◆ The task ◆
Copy each line of the records that contains the word "TreeHash".

◆ Information given ◆
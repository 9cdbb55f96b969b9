/// ``GeneralizedIndex`` is the index of a node in the ``tree``.
pub(crate) type GeneralizedIndex = u64;

/// Return the given bit of a generalized index.
/// Note: It is fine to pass a leaf index to this function, as the result will be the same.
pub(crate) fn get_generalized_index_bit(index: GeneralizedIndex, position: u64) -> bool {
    (index & (1 << position)) > 0
}

pub(crate) fn generalized_index_child(
    index: GeneralizedIndex,
    right_side: bool,
) -> GeneralizedIndex {
    index * 2 + right_side as GeneralizedIndex
}
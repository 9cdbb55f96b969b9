use ream_bls::PubKey;
use serde::{Deserialize, Serialize};
use ssz_derive::{Decode, Encode};
use ssz_types::{FixedVector, typenum::U512};
use tree_hash_derive::TreeHash;

#[derive(Debug, PartialEq, Eq, Clone, Serialize, Deserialize, Encode, Decode, TreeHash)]
pub struct SyncCommittee {
    pub pubkeys: FixedVector<PubKey, U512>,
    pub aggregate_pubkey: PubKey,
}
use std::cmp::max;

use alloy_primitives::{B256, aliases::B32};
use anyhow::ensure;
use ethereum_hashing::hash;
use tree_hash::TreeHash;

use crate::{
    constants::{MAX_SEED_LOOKAHEAD, SHUFFLE_ROUND_COUNT, SLOTS_PER_EPOCH},
    fork_data::ForkData,
    signing_data::SigningData,
};

pub fn compute_signing_root<SSZObject: TreeHash>(ssz_object: &SSZObject, domain: B256) -> B256 {
    SigningData {
        object_root: ssz_object.tree_hash_root(),
        domain,
    }
    .tree_hash_root()
}

pub fn compute_shuffled_index(
    mut index: usize,
    index_count: usize,
    seed: B256,
) -> anyhow::Result<usize> {
    ensure!(index < index_count, "Index must be less than index_count");
    for round in 0..SHUFFLE_ROUND_COUNT {
        let seed_with_round = [seed.as_slice(), &round.to_le_bytes()].concat();
        let pivot = bytes_to_int64(&hash(&seed_with_round)[..]) % index_count as u64;

        let flip = (pivot as usize + (index_count - index)) % index_count;
        let position = max(index, flip);
        let seed_with_position = [
            seed_with_round.as_slice(),
            &(position / 256).to_le_bytes()[0..4],
        ]
        .concat();
        let source = hash(&seed_with_position);
        let byte = source[(position % 256) / 8];
        let bit = (byte >> (position % 8)) % 2;

        index = if bit == 1 { flip } else { index };
    }
    Ok(index)
}

// Return the integer deserialization of ``data`` interpreted as ``ENDIANNESS``-endian.
pub fn bytes_to_int64(slice: &[u8]) -> u64 {
    let mut bytes = [0u8; 8];
    let len = slice.len().min(8);
    bytes[..len].copy_from_slice(&slice[..len]);
    u64::from_le_bytes(bytes)
}

/// Return the committee corresponding to ``indices``, ``seed``, ``index``, and committee ``count``.
pub fn compute_committee(
    indices: &[u64],
    seed: B256,
    index: u64,
    count: u64,
) -> anyhow::Result<Vec<u64>> {
    let start = (indices.len() as u64 * index) / count;
    let end = (indices.len() as u64 * (index + 1)) / count;
    (start..end)
        .map(|i| {
            let shuffled_index = compute_shuffled_index(i as usize, indices.len(), seed)?;
            indices
                .get(shuffled_index)
                .copied()
                .ok_or_else(|| anyhow::anyhow!("Index out of bounds: {shuffled_index}"))
        })
        .collect::<anyhow::Result<Vec<u64>>>()
}

/// Return the epoch number at ``slot``.
pub fn compute_epoch_at_slot(slot: u64) -> u64 {
    slot / SLOTS_PER_EPOCH
}

/// Return the start slot of ``epoch``.
pub fn compute_start_slot_at_epoch(epoch: u64) -> u64 {
    epoch * SLOTS_PER_EPOCH
}

/// Return the epoch during which validator activations and exits initiated in ``epoch`` take
/// effect.
pub fn compute_activation_exit_epoch(epoch: u64) -> u64 {
    epoch + 1 + MAX_SEED_LOOKAHEAD
}

/// Return the domain for the ``domain_type`` and ``fork_version``.
pub fn compute_domain(
    domain_type: B32,
    fork_version: B32,
    genesis_validators_root: B256,
) -> B256 {
    let fork_data_root = ForkData {
        current_version: fork_version,
        genesis_validators_root,
    }
    .compute_fork_data_root();
    B256::from_slice(&[&domain_type.0, &fork_data_root.0[..28]].concat())
}

/// Largest integer ``x`` such that ``x**2 <= n``.
pub fn integer_squareroot(n: u64) -> u64 {
    if n == u64::MAX {
        return u32::MAX as u64;
    }
    let mut x = n;
    let mut y = x.div_ceil(2);
    while y < x {
        x = y;
        y = (x + n / x) / 2;
    }
    x
}

pub fn xor<T: AsRef<[u8]>>(left: T, right: T) -> B256 {
    let mut result = B256::default();
    for (i, (a, b)) in left.as_ref().iter().zip(right.as_ref().iter()).enumerate() {
        result[i] = a ^ b;
    }
    result
}

pub fn is_sorted_and_unique(indices: &[u64]) -> bool {
    indices.windows(2).all(|w| w[0] < w[1])
}
//! Block transition. [process_block] validates a block against a state already advanced to the
//! block's slot and applies it.

pub mod block_signature_verifier;
pub mod process_operations;
pub mod signature_sets;
pub mod sync_aggregate;

use alloy_primitives::B256;
use ethereum_hashing::hash;
use ream_consensus_misc::{
    beacon_block_header::BeaconBlockHeader,
    constants::{EPOCHS_PER_ETH1_VOTING_PERIOD, EPOCHS_PER_HISTORICAL_VECTOR, SLOTS_PER_EPOCH},
    eth_1_data::Eth1Data,
    misc::xor,
};
use ream_metrics::{BLOCK_PROCESSING_TIME, start_timer_vec, stop_timer};
use ream_network_spec::networks::beacon_network_spec;
use tracing::debug;
use tree_hash::TreeHash;

pub use self::block_signature_verifier::BlockSignatureVerifier;
use self::{
    process_operations::process_operations,
    signature_sets::{block_proposal_signature_set, randao_signature_set},
    sync_aggregate::process_sync_aggregate,
};
use crate::{
    beacon_block::{BeaconBlock, SignedBeaconBlock},
    beacon_state::BeaconState,
    errors::{BeaconStateError, BlockProcessingError},
};

/// How the signatures of a block are checked.
#[derive(Debug, Clone, Copy, PartialEq, Eq)]
pub enum BlockSignatureStrategy {
    /// Trust every signature, for blocks that were verified before.
    NoVerification,
    /// Check each signature where the operation carrying it is processed.
    VerifyIndividual,
    /// Check only the randao reveal.
    VerifyRandao,
    /// Collect every signature and check them in one batch before touching the state.
    VerifyBulk,
}

/// Whether an individual operation checks its signature.
#[derive(Debug, Clone, Copy, PartialEq, Eq)]
pub enum VerifySignatures {
    True,
    False,
}

impl VerifySignatures {
    pub fn is_true(self) -> bool {
        self == VerifySignatures::True
    }
}

/// Apply ``signed_block`` to ``state``, which must already be at the block's slot.
///
/// On error the state may be partially modified and must be discarded.
pub fn process_block(
    state: &mut BeaconState,
    signed_block: &SignedBeaconBlock,
    block_signature_strategy: BlockSignatureStrategy,
) -> Result<(), BlockProcessingError> {
    let block = &signed_block.message;

    let expected = beacon_network_spec().fork_name_at_slot(block.slot);
    let block_fork = block.body.fork_name();
    if block_fork != expected {
        return Err(BlockProcessingError::InconsistentBlockFork {
            block: block_fork,
            expected,
        });
    }
    if state.slot != block.slot {
        return Err(BlockProcessingError::StateSlotMismatch {
            state: state.slot,
            block: block.slot,
        });
    }
    state.ensure_fork_consistency()?;

    let verify_signatures = match block_signature_strategy {
        BlockSignatureStrategy::VerifyBulk => {
            let timer = start_timer_vec(&BLOCK_PROCESSING_TIME, &["bulk_signature_verification"]);
            BlockSignatureVerifier::verify_entire_block(state, signed_block)?;
            stop_timer(timer);
            VerifySignatures::False
        }
        BlockSignatureStrategy::VerifyIndividual => VerifySignatures::True,
        BlockSignatureStrategy::NoVerification | BlockSignatureStrategy::VerifyRandao => {
            VerifySignatures::False
        }
    };

    let timer = start_timer_vec(&BLOCK_PROCESSING_TIME, &["block_header"]);
    let proposer_index = process_block_header(state, block)?;
    stop_timer(timer);

    if verify_signatures.is_true() {
        verify_block_signature(state, signed_block)?;
    }

    let verify_randao = if block_signature_strategy == BlockSignatureStrategy::VerifyRandao {
        VerifySignatures::True
    } else {
        verify_signatures
    };
    process_randao(state, block, verify_randao)?;
    process_eth1_data(state, block.body.eth1_data())?;

    let timer = start_timer_vec(&BLOCK_PROCESSING_TIME, &["operations"]);
    process_operations(state, &block.body, proposer_index, verify_signatures)?;
    stop_timer(timer);

    if let Some(sync_aggregate) = block.body.sync_aggregate() {
        let timer = start_timer_vec(&BLOCK_PROCESSING_TIME, &["sync_aggregate"]);
        process_sync_aggregate(state, sync_aggregate, proposer_index, verify_signatures)?;
        stop_timer(timer);
    }

    debug!(
        slot = block.slot,
        proposer_index,
        fork = %block_fork,
        attestations = block.body.attestations().len(),
        "processed block"
    );
    Ok(())
}

/// Process the block header, returning the proposer index.
pub fn process_block_header(
    state: &mut BeaconState,
    block: &BeaconBlock,
) -> Result<u64, BlockProcessingError> {
    // Verify that the slots match
    if state.slot != block.slot {
        return Err(BlockProcessingError::StateSlotMismatch {
            state: state.slot,
            block: block.slot,
        });
    }

    // Verify that the block is newer than latest block header
    if block.slot <= state.latest_block_header.slot {
        return Err(BlockProcessingError::BlockNotNewerThanLatestHeader {
            latest: state.latest_block_header.slot,
            block: block.slot,
        });
    }

    // Verify that proposer index is the correct index
    let proposer_index = state.get_beacon_proposer_index()?;
    if block.proposer_index != proposer_index {
        return Err(BlockProcessingError::IncorrectBlockProposer {
            block: block.proposer_index,
            local_shuffling: proposer_index,
        });
    }

    // Verify that the parent matches
    let expected_parent_root = state.latest_block_header.tree_hash_root();
    if block.parent_root != expected_parent_root {
        return Err(BlockProcessingError::ParentBlockRootMismatch {
            state: expected_parent_root,
            block: block.parent_root,
        });
    }

    // Cache current block as the new latest block, its state root is filled in by the next
    // slot processing
    state.latest_block_header = BeaconBlockHeader {
        state_root: B256::ZERO,
        ..block.block_header()
    };

    // Verify proposer is not slashed
    if state.validator(proposer_index)?.slashed {
        return Err(BlockProcessingError::ProposerSlashed(proposer_index));
    }

    Ok(proposer_index)
}

/// Verify the proposer signature of ``signed_block``.
pub fn verify_block_signature(
    state: &BeaconState,
    signed_block: &SignedBeaconBlock,
) -> Result<(), BlockProcessingError> {
    if !block_proposal_signature_set(state, signed_block)?.verify() {
        return Err(BlockProcessingError::ProposalSignatureInvalid);
    }
    Ok(())
}

/// Verify the randao reveal if requested and mix it into the current randao mix.
pub fn process_randao(
    state: &mut BeaconState,
    block: &BeaconBlock,
    verify_signatures: VerifySignatures,
) -> Result<(), BlockProcessingError> {
    if verify_signatures.is_true() && !randao_signature_set(state, block)?.verify() {
        return Err(BlockProcessingError::RandaoSignatureInvalid);
    }

    // Mix in RANDAO reveal
    let epoch = state.get_current_epoch();
    let mix = xor(
        state.get_randao_mix(epoch).as_slice(),
        hash(block.body.randao_reveal().to_bytes()).as_slice(),
    );
    state.randao_mixes[(epoch % EPOCHS_PER_HISTORICAL_VECTOR) as usize] = mix;
    Ok(())
}

/// Record the eth1 vote of the block and adopt it once a strict majority of the voting period
/// agrees.
pub fn process_eth1_data(
    state: &mut BeaconState,
    eth1_data: &Eth1Data,
) -> Result<(), BeaconStateError> {
    state
        .eth1_data_votes
        .push(eth1_data.clone())
        .map_err(|_| BeaconStateError::ListFull("eth1 data votes"))?;

    let count = state
        .eth1_data_votes
        .iter()
        .filter(|vote| *vote == eth1_data)
        .count() as u64;
    if count * 2 > EPOCHS_PER_ETH1_VOTING_PERIOD * SLOTS_PER_EPOCH {
        state.eth1_data = eth1_data.clone();
    }
    Ok(())
}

◆ Task answer ◆
use tree_hash_derive::TreeHash;
#[derive(Debug, PartialEq, Eq, Clone, Serialize, Deserialize, Encode, Decode, TreeHash)]
use tree_hash::TreeHash;
pub fn compute_signing_root<SSZObject: TreeHash>(ssz_object: &SSZObject, domain: B256) -> B256 {
use tree_hash::TreeHash;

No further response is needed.